Talcott Parsons - The Impact of Industrilisation on Family Life - criticism - Julia Brannen - The Beanpole Family

A
  • Beanpole = long and thin with a few beans = multi-generational family with few extended family members.
  • Long-life expectancies lead to people having fewer children. However, due to later pensions and the rising costs of living, grandparents are expected to do more childcare whilst the parents work, showing there’s still a connection with extended family. The pivot generation are under pressure to care for both elderly parents (20%) and grandchildren (10%), causing a lot of stress.

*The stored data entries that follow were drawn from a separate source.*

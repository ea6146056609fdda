use serde::Serialize;

/// Structured trace events emitted across all aura crates.
#[derive(Debug, Clone, Serialize)]
#[serde(tag = "event")]
pub enum TraceEvent {
    SessionCreated {
        session_id: u64,
        kind: String,
    },
    SessionReclaimed {
        session_id: u64,
        kind: String,
    },
    SessionEvicted {
        session_id: u64,
    },
    SessionDrained {
        session_id: u64,
    },
    SessionExpired {
        session_id: u64,
        idle_secs: u64,
    },
    TurnStarted {
        session_id: u64,
        request_generation: u64,
    },
    TurnCompleted {
        session_id: u64,
        request_generation: u64,
        tool_iterations: u32,
    },
    TurnCancelled {
        session_id: u64,
        reason: String,
    },
    TurnSuperseded {
        session_id: u64,
        observed_generation: u64,
        current_generation: u64,
    },
    StreamCommandTagOpened {
        session_id: u64,
        stream_id: u64,
    },
    ToolCallExecuted {
        session_id: u64,
        tool_name: String,
        is_error: bool,
        duration_ms: u64,
    },
    ToolIterationLimitReached {
        session_id: u64,
        max_iterations: u32,
    },
    LlmRequest {
        session_id: u64,
        provider: String,
        model: String,
        streaming: bool,
        duration_ms: u64,
        prompt_tokens: Option<u32>,
        completion_tokens: Option<u32>,
    },
    PolicyResolved {
        session_id: u64,
        kind: String,
        provider: Option<String>,
        model: String,
    },
    PolicyRejected {
        session_id: u64,
        reason: String,
    },
}

impl TraceEvent {
    pub fn emit(&self) {
        let json = serde_json::to_string(self).unwrap_or_default();
        tracing::info!(trace_event = %json, "aura_event");
    }
}
//! The interface the core exposes to transports (§6 "From the core, to
//! transports"). A transport is ALSA/websocket/DAP framing, or anything
//! else that can push output to a client; this crate never implements one.

use std::fmt;

/// Reason a stream ended, mirroring `{"complete","error","cancelled"}`.
#[derive(Debug, Clone, Copy, PartialEq, Eq)]
pub enum StreamEndReason {
    Complete,
    Error,
    Cancelled,
}

impl fmt::Display for StreamEndReason {
    fn fmt(&self, f: &mut fmt::Formatter<'_>) -> fmt::Result {
        let s = match self {
            StreamEndReason::Complete => "complete",
            StreamEndReason::Error => "error",
            StreamEndReason::Cancelled => "cancelled",
        };
        write!(f, "{s}")
    }
}

/// Non-streaming transcript role, mirrors `{"user","assistant","system","tool"}`.
#[derive(Debug, Clone, Copy, PartialEq, Eq)]
pub enum TranscriptRole {
    User,
    Assistant,
    System,
    Tool,
}

/// Opaque handle a worker uses to push output toward one client.
///
/// Implementations live outside this crate (ALSA/PulseAudio, WebSocket,
/// DAP framing — all out of scope per the purpose statement). `fd_mutex`
/// guards swapping this out on reconnect.
pub trait Transport: Send + Sync {
    fn send_stream_start(&self, stream_id: u64);
    fn send_stream_delta(&self, stream_id: u64, utf8_chunk: &str);
    fn send_stream_end(&self, stream_id: u64, reason: StreamEndReason);
    /// Non-streaming fallback: a whole transcript line at once.
    fn send_transcript(&self, role: TranscriptRole, text: &str);
    fn send_state(&self, state: &str, detail: Option<&str>);
    /// For satellites needing server-side TTS.
    fn send_audio_pcm(&self, samples: &[i16], sample_rate: u32);
    fn send_error(&self, code: &str, message: &str);
}
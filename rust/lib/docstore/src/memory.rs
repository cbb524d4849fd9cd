use std::collections::BTreeMap;
use std::sync::RwLock;

use async_trait::async_trait;
use tracing::info;

use crate::document::{merge_fields, new_id, Document, Fields};
use crate::error::{check_collection, StoreError};
use crate::hub::{SnapshotHub, Subscription};
use crate::traits::DocumentStore;

type Collection = BTreeMap<String, Fields>;

/// In-process `DocumentStore`. Nothing survives the process.
pub struct MemoryStore {
    collections: RwLock<BTreeMap<String, Collection>>,
    hub: SnapshotHub,
}

impl MemoryStore {
    pub fn new() -> Self {
        Self {
            collections: RwLock::new(BTreeMap::new()),
            hub: SnapshotHub::new(),
        }
    }

    pub fn hub(&self) -> &SnapshotHub {
        &self.hub
    }
}

impl Default for MemoryStore {
    fn default() -> Self {
        Self::new()
    }
}

fn documents(collection: &Collection) -> Vec<Document> {
    collection
        .iter()
        .map(|(id, fields)| Document::new(id.clone(), fields.clone()))
        .collect()
}

#[async_trait]
impl DocumentStore for MemoryStore {
    async fn create(&self, collection: &str, fields: Fields) -> Result<String, StoreError> {
        check_collection(collection)?;
        let id = new_id();
        let mut collections = self.collections.write().unwrap();
        let docs = collections.entry(collection.to_string()).or_default();
        docs.insert(id.clone(), fields);
        self.hub.publish(collection, documents(docs));
        info!(collection, id = %id, "document created");
        Ok(id)
    }

    async fn get(&self, collection: &str, id: &str) -> Result<Option<Document>, StoreError> {
        check_collection(collection)?;
        let collections = self.collections.read().unwrap();
        Ok(collections
            .get(collection)
            .and_then(|docs| docs.get(id))
            .map(|fields| Document::new(id, fields.clone())))
    }

    async fn update(&self, collection: &str, id: &str, fields: Fields) -> Result<(), StoreError> {
        check_collection(collection)?;
        let mut collections = self.collections.write().unwrap();
        let Some(docs) = collections.get_mut(collection) else {
            return Err(StoreError::not_found(collection, id));
        };
        let Some(current) = docs.get_mut(id) else {
            return Err(StoreError::not_found(collection, id));
        };
        merge_fields(current, fields);
        self.hub.publish(collection, documents(docs));
        info!(collection, id, "document updated");
        Ok(())
    }

    async fn delete(&self, collection: &str, id: &str) -> Result<(), StoreError> {
        check_collection(collection)?;
        let mut collections = self.collections.write().unwrap();
        let Some(docs) = collections.get_mut(collection) else {
            return Ok(());
        };
        if docs.remove(id).is_some() {
            self.hub.publish(collection, documents(docs));
            info!(collection, id, "document deleted");
        }
        Ok(())
    }

    fn subscribe(&self, collection: &str) -> Result<Subscription, StoreError> {
        check_collection(collection)?;
        let collections = self.collections.read().unwrap();
        let current = collections.get(collection).map(documents).unwrap_or_default();
        Ok(self.hub.register(collection, current))
    }
}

  • The nuclear family is still the norm: 2001 = 79% of children lived in a household consisting of a mother and father.
  • Advance inheritence to grandchildren is usually more common now, as their children are usually in their most comfortable stages of life.
  • Grandmothers are often unvaliable for childcare due to the greatest growth in waged work being among the 50-59 age rage, which is where women are most likely to become grandmothers. As the new generation of people delay parenthood, the age of women becoming grandmothers rise, affecting the willingness to provide childcare.
  • Lone mothers are more likely to need informal help from their own parents. When they enter the workforce, they typically work part-time, low-wage jobs that cannot keep up with the rising costs of formal childcare and often have severed ties with their previous patner’s parents.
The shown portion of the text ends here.